Revisit Your Payroll Elections and Contributions

One area many individuals may consider reviewing is paycheck withholding and retirement contributions. Adjustments here could influence taxable income and cash flow throughout the year. The IRS provides a paycheck checkup tool that may help evaluate whether current withholding aligns with your situation. (1)

Certain groups may want to pay closer attention:

  • Parents of older dependents: Tax credits for dependents age 17 and older may be reduced, which could impact overall tax liability. (1)

  • Higher-income households: Individuals with multiple income sources, such as bonuses, stock compensation, or partnership income, may experience greater sensitivity to tax rule changes. (1)

  • Taxpayers in higher-tax states: Updates to state and local tax (SALT) deductions may affect how much benefit is received, depending on income levels. (1)

Retirement contribution limits have also increased for 2026, which may create additional opportunities for tax-deferred or tax-advantaged savings:

  • 401(k) contribution limits increase to $24,500. (1)

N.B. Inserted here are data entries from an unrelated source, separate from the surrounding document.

//! Content source implementations.
//!
//! - [`RateLimitedSource`] - wraps any source with a request quota
//! - `GoogleDriveSource` - Drive v3 and Sheets v4 over REST (requires `google-drive` feature)

pub mod rate_limited;

#[cfg(feature = "google-drive")]
pub mod drive;

pub use rate_limited::{RateLimitedSource, SourceExt};

#[cfg(feature = "google-drive")]
pub use drive::GoogleDriveSource;
//! Rate-limited source wrapper.
//!
//! Wraps any ContentSource implementation with rate limiting using the
//! governor crate. Drive quotas are per user, so one limiter is shared by
//! every call made through the wrapper (and its clones).

use async_trait::async_trait;
use governor::{Quota, RateLimiter};
use nonzero_ext::nonzero;
use std::num::NonZeroU32;
use std::sync::Arc;

use crate::error::SourceResult;
use crate::traits::source::{ContentSource, SheetSource, SheetValues};
use crate::types::{
    config::SheetRef,
    item::{ExportFormat, SourceEntry},
};

type DefaultRateLimiter = RateLimiter<
    governor::state::NotKeyed,
    governor::state::InMemoryState,
    governor::clock::DefaultClock,
>;

/// A source wrapper that waits for a permit before every remote call.
pub struct RateLimitedSource<C> {
    inner: C,
    limiter: Arc<DefaultRateLimiter>,
}

impl<C> RateLimitedSource<C> {
    /// Create a new rate-limited source.
    ///
    /// A rate of zero is treated as one request per second.
    pub fn new(source: C, requests_per_second: u32) -> Self {
        let rate = NonZeroU32::new(requests_per_second).unwrap_or(nonzero!(1u32));
        Self::with_quota(source, Quota::per_second(rate))
    }

    /// Create with a custom quota.
    pub fn with_quota(source: C, quota: Quota) -> Self {
        Self {
            inner: source,
            limiter: Arc::new(RateLimiter::direct(quota)),
        }
    }

    /// Create with burst support.
    pub fn with_burst(source: C, requests_per_second: u32, burst: u32) -> Self {
        let rate = NonZeroU32::new(requests_per_second).unwrap_or(nonzero!(1u32));
        let burst = NonZeroU32::new(burst).unwrap_or(rate);
        Self::with_quota(source, Quota::per_second(rate).allow_burst(burst))
    }

    /// Get a reference to the wrapped source.
    pub fn inner(&self) -> &C {
        &self.inner
    }

    async fn wait_for_permit(&self) {
        self.limiter.until_ready().await;
    }
}

impl<C: Clone> Clone for RateLimitedSource<C> {
    fn clone(&self) -> Self {
        Self {
            inner: self.inner.clone(),
            limiter: Arc::clone(&self.limiter),
        }
    }
}

#[async_trait]
impl<C: ContentSource> ContentSource for RateLimitedSource<C> {
    async fn list_children(&self, folder_id: &str) -> SourceResult<Vec<SourceEntry>> {
        self.wait_for_permit().await;
        self.inner.list_children(folder_id).await
    }

    async fn fetch_text(&self, item_id: &str, format: ExportFormat) -> SourceResult<String> {
        self.wait_for_permit().await;
        self.inner.fetch_text(item_id, format).await
    }

    async fn fetch_bytes(&self, item_id: &str) -> SourceResult<Vec<u8>> {
        self.wait_for_permit().await;
        self.inner.fetch_bytes(item_id).await
    }

    fn name(&self) -> &str {
        self.inner.name()
    }
}

#[async_trait]
impl<C: SheetSource> SheetSource for RateLimitedSource<C> {
    async fn read_sheet(&self, sheet: &SheetRef) -> SourceResult<SheetValues> {
        self.wait_for_permit().await;
        self.inner.read_sheet(sheet).await
    }
}

/// Extension trait for easy rate limiting.
pub trait SourceExt: Sized {
    /// Wrap this source with rate limiting.
    fn rate_limited(self, requests_per_second: u32) -> RateLimitedSource<Self> {
        RateLimitedSource::new(self, requests_per_second)
    }

    /// Wrap with rate limiting and burst support.
    fn rate_limited_with_burst(self, requests_per_second: u32, burst: u32) -> RateLimitedSource<Self> {
        RateLimitedSource::with_burst(self, requests_per_second, burst)
    }
}

impl<C: ContentSource> SourceExt for C {}
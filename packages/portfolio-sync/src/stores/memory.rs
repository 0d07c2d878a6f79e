//! In-memory record store for testing and development.

use async_trait::async_trait;
use chrono::Utc;
use indexmap::IndexMap;
use std::sync::{RwLock, RwLockReadGuard, RwLockWriteGuard};
use uuid::Uuid;

use crate::error::{Result, SyncError};
use crate::traits::store::{sort_records, OrderBy, RecordFilter, RecordStore};
use crate::types::record::{CanonicalRecord, RecordPatch};

/// In-memory keyed record collection.
///
/// Records keep insertion order. Useful for testing and development. Not
/// suitable for production as data is lost on restart.
#[derive(Default)]
pub struct MemoryStore {
    records: RwLock<IndexMap<String, CanonicalRecord>>,
}

impl MemoryStore {
    /// Create a new empty memory store.
    pub fn new() -> Self {
        Self::default()
    }

    /// Clear all stored data.
    pub fn clear(&self) -> Result<()> {
        self.write()?.clear();
        Ok(())
    }

    /// Get the number of stored records.
    pub fn len(&self) -> usize {
        self.read().map(|r| r.len()).unwrap_or_default()
    }

    pub fn is_empty(&self) -> bool {
        self.len() == 0
    }

    /// Snapshot of every record in insertion order.
    pub fn snapshot(&self) -> Result<Vec<CanonicalRecord>> {
        Ok(self.read()?.values().cloned().collect())
    }

    fn read(&self) -> Result<RwLockReadGuard<'_, IndexMap<String, CanonicalRecord>>> {
        self.records
            .read()
            .map_err(|e| SyncError::storage(e.to_string()))
    }

    fn write(&self) -> Result<RwLockWriteGuard<'_, IndexMap<String, CanonicalRecord>>> {
        self.records
            .write()
            .map_err(|e| SyncError::storage(e.to_string()))
    }
}

#[async_trait]
impl RecordStore for MemoryStore {
    async fn find(&self, filter: &RecordFilter) -> Result<Vec<CanonicalRecord>> {
        Ok(self
            .read()?
            .values()
            .filter(|r| filter.matches(r))
            .cloned()
            .collect())
    }

    async fn upsert(&self, id: Option<&str>, patch: &RecordPatch) -> Result<CanonicalRecord> {
        let mut records = self.write()?;
        match id {
            Some(id) => {
                let record = records
                    .get_mut(id)
                    .ok_or_else(|| SyncError::RecordNotFound { id: id.to_string() })?;
                patch.apply_to(record);
                Ok(record.clone())
            }
            None => {
                let record = patch.clone().into_record(Uuid::now_v7().to_string(), Utc::now())?;
                records.insert(record.id.clone(), record.clone());
                Ok(record)
            }
        }
    }

    async fn query(&self, order_by: OrderBy) -> Result<Vec<CanonicalRecord>> {
        let mut records = self.snapshot()?;
        sort_records(&mut records, order_by);
        Ok(records)
    }

    async fn get(&self, id: &str) -> Result<Option<CanonicalRecord>> {
        Ok(self.read()?.get(id).cloned())
    }

    async fn count(&self) -> Result<usize> {
        Ok(self.read()?.len())
    }
}

#[cfg(test)]
mod tests {
    use super::*;
    use crate::types::record::CompanyName;

    fn named(name: &str) -> RecordPatch {
        RecordPatch::new().with_name(&CompanyName::parse(name))
    }

    #[tokio::test]
    async fn test_create_then_update() {
        let store = MemoryStore::new();

        let created = store.upsert(None, &named("Acme").with_source_id("f1")).await.unwrap();
        assert_eq!(store.len(), 1);

        let patch = RecordPatch {
            sector: Some("SaaS".into()),
            ..Default::default()
        };
        let updated = store.upsert(Some(&created.id), &patch).await.unwrap();

        assert_eq!(updated.id, created.id);
        assert_eq!(updated.sector.as_deref(), Some("SaaS"));
        assert_eq!(updated.created_at, created.created_at);
        assert_eq!(store.count().await.unwrap(), 1);
    }

    #[tokio::test]
    async fn test_update_unknown_id_fails() {
        let store = MemoryStore::new();
        let err = store.upsert(Some("nope"), &named("Acme")).await.unwrap_err();
        assert!(matches!(err, SyncError::RecordNotFound { .. }));
    }

    #[tokio::test]
    async fn test_find_and_query() {
        let store = MemoryStore::new();
        store.upsert(None, &named("Zeta").with_source_id("z")).await.unwrap();
        store.upsert(None, &named("Alpha")).await.unwrap();

        let found = store.find(&RecordFilter::source_id("z")).await.unwrap();
        assert_eq!(found.len(), 1);
        assert_eq!(found[0].name, "Zeta");

        let by_name = store.find(&RecordFilter::name_key("alpha")).await.unwrap();
        assert_eq!(by_name.len(), 1);

        let ordered = store.query(OrderBy::Name).await.unwrap();
        assert_eq!(ordered[0].name, "Alpha");

        let fetched = store.get(&found[0].id).await.unwrap();
        assert_eq!(fetched.map(|r| r.name), Some("Zeta".to_string()));
    }
}
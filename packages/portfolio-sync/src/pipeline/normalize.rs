//! Value normalization for loosely formatted sheet cells.
//!
//! Every function here is total: unparsable input becomes `0.0`, never an
//! error and never NaN.

use regex::Regex;
use std::sync::LazyLock;

/// Values at or above this are taken to be in full units already.
pub const MILLIONS_CEILING: f64 = 100_000.0;

const MILLION: f64 = 1_000_000.0;

/// Leading float, as far as it parses ("12.5abc" -> 12.5).
static RE_LEADING_NUMBER: LazyLock<Regex> =
    LazyLock::new(|| Regex::new(r"^[+-]?(?:\d+(?:\.\d*)?|\.\d+)(?:[eE][+-]?\d+)?").unwrap());

static RE_MULTIPLIER: LazyLock<Regex> =
    LazyLock::new(|| Regex::new(r"(?i)(\d+(?:\.\d*)?|\.\d+)x").unwrap());

/// "$M", "(M)", "in millions", "€mm" and friends.
static RE_MILLIONS: LazyLock<Regex> = LazyLock::new(|| {
    Regex::new(r"(?i)million|[$€£]\s*mm?\b|\(\s*mm?\s*\)|\bin\s+mm?\b").unwrap()
});

/// How a numeric cell is read.
#[derive(Debug, Clone, Copy, PartialEq, Eq)]
pub enum NumberMode {
    /// Currency or plain number
    Plain,
    /// "1.25x" style multiple
    Multiplier,
    /// Percentage, or a decimal fraction of one
    Percentage,
}

impl NumberMode {
    pub fn parse(&self, raw: &str) -> f64 {
        match self {
            Self::Plain => to_number(raw),
            Self::Multiplier => to_multiplier(raw),
            Self::Percentage => to_ownership_percent(to_number(raw)),
        }
    }
}

/// Parse a currency, percentage or plain number.
///
/// Strips currency symbols, thousands separators, percent signs and
/// whitespace, then reads the leading float.
pub fn to_number(raw: &str) -> f64 {
    let cleaned: String = raw
        .chars()
        .filter(|c| !matches!(c, '$' | '€' | '£' | '¥' | ',' | '%') && !c.is_whitespace())
        .collect();
    leading_float(&cleaned)
}

/// Parse a multiple such as "1.25x" (case-insensitive), or a bare number.
pub fn to_multiplier(raw: &str) -> f64 {
    let cleaned: String = raw
        .chars()
        .filter(|c| *c != ',' && !c.is_whitespace())
        .collect();

    if let Some(caps) = RE_MULTIPLIER.captures(&cleaned) {
        return leading_float(&caps[1]);
    }
    leading_float(&cleaned)
}

fn leading_float(s: &str) -> f64 {
    RE_LEADING_NUMBER
        .find(s)
        .and_then(|m| m.as_str().parse::<f64>().ok())
        .filter(|n| n.is_finite())
        .unwrap_or(0.0)
}

/// Check whether a header states its values in millions.
pub fn is_millions_header(header: &str) -> bool {
    RE_MILLIONS.is_match(header)
}

/// Scale a value stated in millions to full units.
///
/// Only positive values below [`MILLIONS_CEILING`] are scaled, so a cell that
/// already holds "15,000,000" under a "($M)" header is left alone.
pub fn apply_scale(value: f64, in_millions: bool) -> f64 {
    if in_millions && value > 0.0 && value < MILLIONS_CEILING {
        (value * MILLION).round()
    } else {
        value
    }
}

/// Read an ownership value as a percentage.
///
/// A positive value below 1 is taken as a decimal fraction ("0.15" -> 15).
/// This misreads a genuine sub-1% stake entered as "0.5"; the rule is kept
/// because the holdings sheets mix both conventions.
pub fn to_ownership_percent(value: f64) -> f64 {
    if value > 0.0 && value < 1.0 {
        round_to(value * 100.0, 6)
    } else {
        value
    }
}

fn round_to(value: f64, decimals: i32) -> f64 {
    let factor = 10f64.powi(decimals);
    (value * factor).round() / factor
}

#[cfg(test)]
mod tests {
    use super::*;
    use proptest::prelude::*;

    #[test]
    fn test_to_number() {
        assert_eq!(to_number("$1,234.50"), 1234.5);
        assert_eq!(to_number("15%"), 15.0);
        assert_eq!(to_number(""), 0.0);
        assert_eq!(to_number("garbage"), 0.0);
        assert_eq!(to_number(" € 2 500 "), 2500.0);
        assert_eq!(to_number("12.5abc"), 12.5);
        assert_eq!(to_number("-3"), -3.0);
    }

    #[test]
    fn test_to_multiplier() {
        assert_eq!(to_multiplier("1.00x"), 1.0);
        assert_eq!(to_multiplier("2"), 2.0);
        assert_eq!(to_multiplier("1.25X"), 1.25);
        assert_eq!(to_multiplier("3.1 x"), 3.1);
        assert_eq!(to_multiplier("n/a"), 0.0);
    }

    #[test]
    fn test_millions_header_detection() {
        assert!(is_millions_header("Valuation ($M)"));
        assert!(is_millions_header("Entry valuation (in millions)"));
        assert!(is_millions_header("Latest valuation €m"));
        assert!(is_millions_header("Valuation (M)"));
        assert!(!is_millions_header("Latest valuation"));
        assert!(!is_millions_header("$ Members"));
    }

    #[test]
    fn test_scale_correction() {
        let in_millions = is_millions_header("Valuation ($M)");
        assert_eq!(apply_scale(to_number("12.5"), in_millions), 12_500_000.0);
        // Ceiling guard prevents double scaling
        assert_eq!(apply_scale(to_number("15,000,000"), in_millions), 15_000_000.0);
        assert_eq!(apply_scale(0.0, true), 0.0);
        assert_eq!(apply_scale(12.5, false), 12.5);
    }

    #[test]
    fn test_ownership_percent() {
        assert_eq!(NumberMode::Percentage.parse("0.15"), 15.0);
        assert_eq!(NumberMode::Percentage.parse("42"), 42.0);
        assert_eq!(NumberMode::Percentage.parse("12.5%"), 12.5);
        assert_eq!(NumberMode::Percentage.parse("1"), 1.0);
    }

    #[test]
    fn test_sub_one_percent_is_read_as_fraction() {
        // Known ambiguity: a 0.5% stake typed as "0.5" reads as 50%.
        assert_eq!(NumberMode::Percentage.parse("0.5"), 50.0);
    }

    proptest! {
        #[test]
        fn prop_to_number_is_always_finite(raw in ".*") {
            prop_assert!(to_number(&raw).is_finite());
            prop_assert!(to_multiplier(&raw).is_finite());
        }

        #[test]
        fn prop_scale_never_rescales_large_values(value in 100_000.0f64..1e12) {
            prop_assert_eq!(apply_scale(value, true), value);
        }
    }
}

  • IRA contribution limits rise to $7,500, with catch-up contributions indexed for inflation. (1)

  • Individuals ages 60–63 may qualify for an additional “super catch-up” contribution of up to $11,250. (1)

This creates a limited window where eligible individuals could contribute significantly more to retirement accounts. It’s also important to note that, beginning in 2026, certain catch-up contributions for higher earners are required to be made on a Roth basis, which may shift the timing of tax benefits. (1)

Even small adjustments to withholding or contribution strategies could influence tax outcomes over time, depending on individual circumstances. (1)

Revisit SALT Strategies and PTE Elections

Changes to SALT deductions under the OBBBA may affect taxpayers differently depending on income and location. The cap on itemized SALT deductions has increased to $40,000, subject to income-based phaseouts and future adjustments. (2)

For individuals in higher-tax states, pass-through entity (PTE) elections may provide an alternative way to manage state tax exposure. This approach could allow some taxes to be paid at the entity level rather than individually, depending on eligibility and structure. (2)

Additional considerations may include:

  • Evaluating whether accelerating or timing SALT payments within the allowable cap could provide benefits. (2)

  • Comparing itemized deductions versus the standard deduction, particularly as standard deduction thresholds have also increased. (2)

Because these strategies can vary significantly based on income and filing status, modeling different scenarios may provide helpful insight. (2)

Harvest Capital Losses and Manage Gains

Tax-efficient investment management remains an important component of overall planning. While the general principles of capital gain and loss management remain consistent, income thresholds and tax brackets may shift over time. (2)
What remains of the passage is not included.